### Work to be completed
Read through the data below and state how many of its lines contain the word "Deserialize", adding nothing.

### Data to use
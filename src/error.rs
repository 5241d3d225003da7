// Copyright 2026, Jeroen van Erp <jeroen@geeko.me>
// SPDX-License-Identifier: Apache-2.0
use thiserror::Error;

#[derive(Error, Debug)]
pub enum SeedkeeperError {
    #[error("Kubernetes API error: {0}")]
    KubeError(#[from] kube::Error),

    #[error("Timed out waiting for {0}")]
    Timeout(String),

    #[error("Error while waiting for {0}")]
    WaitFailed(String),

    #[error("Certificate error: {0}")]
    CertificateError(String),

    #[error("Machine state error: {0}")]
    MachineStateError(String),

    #[error("Invalid worker configuration: {0}")]
    InvalidWorker(String),

    #[error("Serialization error: {0}")]
    JsonError(#[from] serde_json::Error),

    #[error("YAML error: {0}")]
    YamlError(#[from] serde_yaml::Error),

    #[error("I/O error: {0}")]
    IoError(#[from] std::io::Error),
}

pub type Result<T> = std::result::Result<T, SeedkeeperError>;

/// Returns true if the error is a Kubernetes API "not found" response
pub fn is_not_found(err: &kube::Error) -> bool {
    matches!(err, kube::Error::Api(resp) if resp.code == 404)
}
// Copyright 2026, Jeroen van Erp <jeroen@geeko.me>
// SPDX-License-Identifier: Apache-2.0

//! Admission webhook registration for the seed and for shoot clusters.

use crate::constants::webhook::{NAME_PREFIX, NAME_SUFFIX, SERVICE_PORT, TIMEOUT_SECONDS};
use k8s_openapi::api::admissionregistration::v1::{
    MutatingWebhook, MutatingWebhookConfiguration, RuleWithOperations, ServiceReference,
    WebhookClientConfig,
};
use k8s_openapi::apimachinery::pkg::apis::meta::v1::LabelSelector;
use k8s_openapi::ByteString;
use kube::api::ObjectMeta;
use serde::Deserialize;
use url::Url;

pub mod certificates;
pub mod controller;
pub mod reconciler;
pub mod shoot;

/// Which cluster's API server calls the webhook
#[derive(Deserialize, Clone, Copy, Debug, PartialEq, Eq)]
#[serde(rename_all = "lowercase")]
pub enum Target {
    Seed,
    Shoot,
}

/// A resource the webhook intercepts
#[derive(Deserialize, Clone, Debug, PartialEq)]
pub struct WebhookType {
    #[serde(default)]
    pub group: String,
    pub version: String,
    pub resource: String,
}

/// A webhook served by the extension
#[derive(Deserialize, Clone, Debug, PartialEq)]
pub struct Webhook {
    pub name: String,
    pub path: String,
    pub provider: String,
    pub types: Vec<WebhookType>,
    pub target: Target,
}

/// How the seed API server reaches the webhook server
#[derive(Clone, Debug, PartialEq, Eq)]
pub enum ServerMode {
    Service,
    Url(Url),
}

/// Webhook configurations to register, one per target that has webhooks
#[derive(Clone, Debug, Default, PartialEq)]
pub struct WebhookConfigs {
    pub seed: Option<MutatingWebhookConfiguration>,
    pub shoot: Option<MutatingWebhookConfiguration>,
}

/// Name of the extension's service and of its seed webhook configuration
pub fn extension_service_name(extension_name: &str) -> String {
    format!("{}{}", NAME_PREFIX, extension_name)
}

/// Name of the webhook configuration registered in shoot clusters
pub fn shoot_webhook_config_name(extension_name: &str) -> String {
    format!("{}-shoot", extension_service_name(extension_name))
}

fn url_path(path: &str) -> String {
    format!("/{}", path.trim_start_matches('/'))
}

/// Build the seed and shoot webhook configurations for the given webhooks
pub fn build_webhook_configs(
    webhooks: &[Webhook],
    extension_name: &str,
    namespace: &str,
    mode: &ServerMode,
) -> WebhookConfigs {
    let service_name = extension_service_name(extension_name);
    let short_name = extension_name.trim_start_matches("provider-");

    let seed_webhooks: Vec<MutatingWebhook> = webhooks
        .iter()
        .filter(|w| w.target == Target::Seed)
        .map(|w| {
            let client_config = match mode {
                ServerMode::Service => WebhookClientConfig {
                    service: Some(ServiceReference {
                        name: service_name.clone(),
                        namespace: namespace.to_string(),
                        path: Some(url_path(&w.path)),
                        port: Some(SERVICE_PORT),
                    }),
                    ..Default::default()
                },
                ServerMode::Url(base) => WebhookClientConfig {
                    url: Some(format!("{}{}", base.as_str().trim_end_matches('/'), url_path(&w.path))),
                    ..Default::default()
                },
            };
            mutating_webhook(w, format!("{}.{}.{}", w.name, short_name, NAME_SUFFIX), client_config)
        })
        .collect();

    let shoot_webhooks: Vec<MutatingWebhook> = webhooks
        .iter()
        .filter(|w| w.target == Target::Shoot)
        .map(|w| {
            let client_config = WebhookClientConfig {
                url: Some(format!(
                    "https://{}.{}:{}{}",
                    service_name,
                    namespace,
                    SERVICE_PORT,
                    url_path(&w.path)
                )),
                ..Default::default()
            };
            mutating_webhook(w, format!("{}.{}.{}", w.name, w.provider, NAME_SUFFIX), client_config)
        })
        .collect();

    WebhookConfigs {
        seed: (!seed_webhooks.is_empty()).then(|| configuration(service_name.clone(), seed_webhooks)),
        shoot: (!shoot_webhooks.is_empty())
            .then(|| configuration(shoot_webhook_config_name(extension_name), shoot_webhooks)),
    }
}

fn configuration(name: String, webhooks: Vec<MutatingWebhook>) -> MutatingWebhookConfiguration {
    MutatingWebhookConfiguration {
        metadata: ObjectMeta {
            name: Some(name),
            ..Default::default()
        },
        webhooks: Some(webhooks),
    }
}

fn mutating_webhook(
    webhook: &Webhook,
    name: String,
    client_config: WebhookClientConfig,
) -> MutatingWebhook {
    let rules = webhook
        .types
        .iter()
        .map(|t| RuleWithOperations {
            api_groups: Some(vec![t.group.clone()]),
            api_versions: Some(vec![t.version.clone()]),
            resources: Some(vec![t.resource.clone()]),
            operations: Some(vec!["CREATE".to_string(), "UPDATE".to_string()]),
            scope: Some("*".to_string()),
        })
        .collect();

    MutatingWebhook {
        name,
        admission_review_versions: vec!["v1".to_string(), "v1beta1".to_string()],
        client_config,
        failure_policy: Some("Fail".to_string()),
        match_policy: Some("Exact".to_string()),
        namespace_selector: Some(LabelSelector::default()),
        object_selector: Some(LabelSelector::default()),
        reinvocation_policy: Some("Never".to_string()),
        rules: Some(rules),
        side_effects: "None".to_string(),
        timeout_seconds: Some(TIMEOUT_SECONDS),
        ..Default::default()
    }
}

/// Set the CA bundle on every webhook of the configuration
pub fn inject_ca_bundle(config: &mut MutatingWebhookConfiguration, bundle: &[u8]) {
    for webhook in config.webhooks.iter_mut().flatten() {
        webhook.client_config.ca_bundle = Some(ByteString(bundle.to_vec()));
    }
}
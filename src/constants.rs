// Copyright 2026, Jeroen van Erp <jeroen@geeko.me>
// SPDX-License-Identifier: Apache-2.0

/// Annotation keys understood by extension controllers
pub mod annotations {
    /// Operation the extension controller should perform on the next reconciliation
    pub const OPERATION: &str = "gardener.cloud/operation";
    /// Time at which the operation annotation was set
    pub const TIMESTAMP: &str = "gardener.cloud/timestamp";
    /// Must be "true" before an extension object may be deleted
    pub const CONFIRM_DELETION: &str = "confirmation.gardener.cloud/deletion";
}

/// Values of the operation annotation
pub mod operations {
    pub const RECONCILE: &str = "reconcile";
    pub const MIGRATE: &str = "migrate";
    pub const RESTORE: &str = "restore";
    pub const WAIT_FOR_STATE: &str = "wait-for-state";
}

/// Node labels written onto worker pools
pub mod labels {
    pub const NODE_ROLE: &str = "node.kubernetes.io/role";
    pub const NODE_LOCAL_DNS: &str = "networking.gardener.cloud/node-local-dns-enabled";
    pub const WORKER_POOL: &str = "worker.gardener.cloud/pool";
    pub const WORKER_POOL_DEPRECATED: &str = "worker.garden.sapcloud.io/group";
    pub const SYSTEM_COMPONENTS: &str = "worker.gardener.cloud/system-components";
    pub const CRI_NAME: &str = "worker.gardener.cloud/cri-name";
    /// Prefix; the container runtime type is appended
    pub const CONTAINER_RUNTIME_PREFIX: &str = "containerruntime.worker.gardener.cloud/";
    pub const SHOOT_ROLE: &str = "gardener.cloud/role";
    pub const NO_CLEANUP: &str = "shoot.gardener.cloud/no-cleanup";
    pub const ORIGIN: &str = "origin";
}

/// Name of the secret holding the cloud provider credentials of a shoot namespace
pub const SECRET_NAME_CLOUD_PROVIDER: &str = "cloudprovider";

/// Gardener resource data name and type under which machine state is persisted
pub const DATA_TYPE_MACHINE_STATE: &str = "machine-state";

/// The operator name used for server-side apply
pub const OPERATOR_NAME: &str = "seedkeeper";

/// Webhook certificate settings
pub mod certificates {
    /// Validity of the generated webhook CA in days
    pub const CA_VALIDITY_DAYS: i64 = 30;
    /// Validity of the generated server certificate in days
    pub const SERVER_CERT_VALIDITY_DAYS: i64 = 30;
    /// Fraction of the validity after which a certificate is renewed
    pub const RENEWAL_THRESHOLD: f64 = 0.80;
    /// How long a rotated CA stays in the bundle
    pub const OLD_CA_GRACE_HOURS: i64 = 24;
    /// Default interval between certificate reconciliations
    pub const DEFAULT_SYNC_PERIOD_SECS: u64 = 30 * 60;

    pub const CA_CERT_KEY: &str = "ca.crt";
    pub const CA_KEY_KEY: &str = "ca.key";
    pub const CA_PREVIOUS_CERT_KEY: &str = "ca-previous.crt";
    pub const ISSUED_AT_ANNOTATION: &str = "secrets-manager.gardener.cloud/issued-at-time";
    pub const ROTATED_AT_ANNOTATION: &str =
        "secrets-manager.gardener.cloud/last-rotation-initiation-time";

    pub const SERVER_CERT_FILE: &str = "tls.crt";
    pub const SERVER_KEY_FILE: &str = "tls.key";
}

/// Extension webhook settings
pub mod webhook {
    pub const NAME_PREFIX: &str = "gardener-extension-";
    pub const NAME_SUFFIX: &str = "extensions.gardener.cloud";
    pub const SERVICE_PORT: i32 = 443;
    pub const TIMEOUT_SECONDS: i32 = 10;
    pub const DEFAULT_SERVER_PORT: i32 = 10250;
}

### Solution to this problem
4